→ **DIRECTIONS FOR THIS TASK**:
Examine the data line by line and report how many lines include the word "that", with no additional output.

———

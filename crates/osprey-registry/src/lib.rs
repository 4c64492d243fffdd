//! Class registry.
//!
//! Holds the class declarations handed over by the front end and the
//! resolved classes produced by the override pass.

mod registry;

pub use registry::ClassRegistry;
//! Tracing configuration for debugging override resolution.
//!
//! Output format is controlled by `OSPREY_LOG_FORMAT`:
//!
//! - `text` (default): standard `tracing-subscriber` flat output
//! - `json`: one JSON object per event
//!
//! ```bash
//! OSPREY_LOG=debug cargo test
//! OSPREY_LOG="osprey_compiler::passes::overrides=trace" OSPREY_LOG_FORMAT=json cargo test
//! ```
//!
//! The subscriber is only installed when `OSPREY_LOG` (or `RUST_LOG`) is set.

use tracing_subscriber::prelude::*;
use tracing_subscriber::{EnvFilter, Registry, fmt};

/// Tracing output format.
#[derive(Debug, Clone, Copy, PartialEq, Eq)]
pub enum LogFormat {
    /// Flat text lines (default).
    Text,
    /// Newline-delimited JSON objects.
    Json,
}

impl LogFormat {
    /// Parse a format name. Unknown names fall back to [`LogFormat::Text`].
    pub fn parse(value: &str) -> Self {
        match value.trim().to_lowercase().as_str() {
            "json" => Self::Json,
            _ => Self::Text,
        }
    }

    fn from_env() -> Self {
        Self::parse(&std::env::var("OSPREY_LOG_FORMAT").unwrap_or_default())
    }
}

/// Build an `EnvFilter` from `OSPREY_LOG`, falling back to `RUST_LOG`.
fn build_filter() -> EnvFilter {
    match std::env::var("OSPREY_LOG") {
        Ok(val) => EnvFilter::builder().parse_lossy(val),
        Err(_) => EnvFilter::from_default_env(),
    }
}

/// Install the global tracing subscriber.
///
/// Does nothing when neither `OSPREY_LOG` nor `RUST_LOG` is set. Calling it
/// again, or after another subscriber was installed, is harmless. Output
/// goes to stderr.
pub fn init_tracing() {
    if std::env::var_os("OSPREY_LOG").is_none() && std::env::var_os("RUST_LOG").is_none() {
        return;
    }

    let filter = build_filter();

    // A subscriber may already be set (tests, embedding applications)
    let _ = match LogFormat::from_env() {
        LogFormat::Json => {
            let json_layer = fmt::layer().json().with_writer(std::io::stderr);
            Registry::default().with(filter).with(json_layer).try_init()
        }
        LogFormat::Text => {
            let text_layer = fmt::layer().with_writer(std::io::stderr);
            Registry::default().with(filter).with(text_layer).try_init()
        }
    };
}
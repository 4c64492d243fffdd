//! Osprey Compiler
//!
//! Class-completion passes for the osprey lowering pipeline.
//!
//! ## Architecture
//!
//! - **Registration** (in `osprey-registry`): collect every class declaration
//! - **Completion**: resolve each class's effective member set, supertypes
//!   before subtypes, synthesizing fake overrides for inherited members
//!
//! ## Modules
//!
//! - [`passes`]: the completion pass and the override-resolution stages it runs

pub mod passes;

pub use passes::{
    ClassCompletionPass, CompletionConfig, CompletionOutput, GroupOutcome, NameGroup,
    OverrideChecker, OverrideResolver, SignatureChecker, aggregate_supertype_members,
    collect_supertypes, partition_by_name,
};

// Re-export CompilationError from core for convenience
pub use osprey_core::CompilationError;
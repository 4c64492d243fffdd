//! The injected override relation.

use osprey_core::Member;

/// Decides override relationships between members of one name group.
///
/// Any `Fn(&Member, &Member) -> bool` is a checker whose `overrides` is the
/// closure and whose `clashes` is the default.
pub trait OverrideChecker {
    /// Whether `candidate` overrides `base`.
    fn overrides(&self, candidate: &Member, base: &Member) -> bool;

    /// Whether two members that do not override each other still occupy the
    /// same slot, so that inheriting both is an error.
    ///
    /// Defaults to equal kind, name and parameter types.
    fn clashes(&self, a: &Member, b: &Member) -> bool {
        a.signature_hash() == b.signature_hash()
    }

    /// Whether two clashing members may share one fake override: they
    /// stand for a common declaration, or one overrides the other.
    fn compatible(&self, a: &Member, b: &Member) -> bool {
        a.shares_declaration_with(b) || self.overrides(a, b) || self.overrides(b, a)
    }
}

impl<F> OverrideChecker for F
where
    F: Fn(&Member, &Member) -> bool,
{
    fn overrides(&self, candidate: &Member, base: &Member) -> bool {
        self(candidate, base)
    }
}

/// Structural checker: same kind, name and parameter types, and an equal
/// return type.
#[derive(Debug, Clone, Copy, Default)]
pub struct SignatureChecker;

impl OverrideChecker for SignatureChecker {
    fn overrides(&self, candidate: &Member, base: &Member) -> bool {
        candidate.signature_hash() == base.signature_hash()
            && candidate.signature.return_type == base.signature.return_type
    }
}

———

→ **ANSWER TO THE PROBLEM**:
2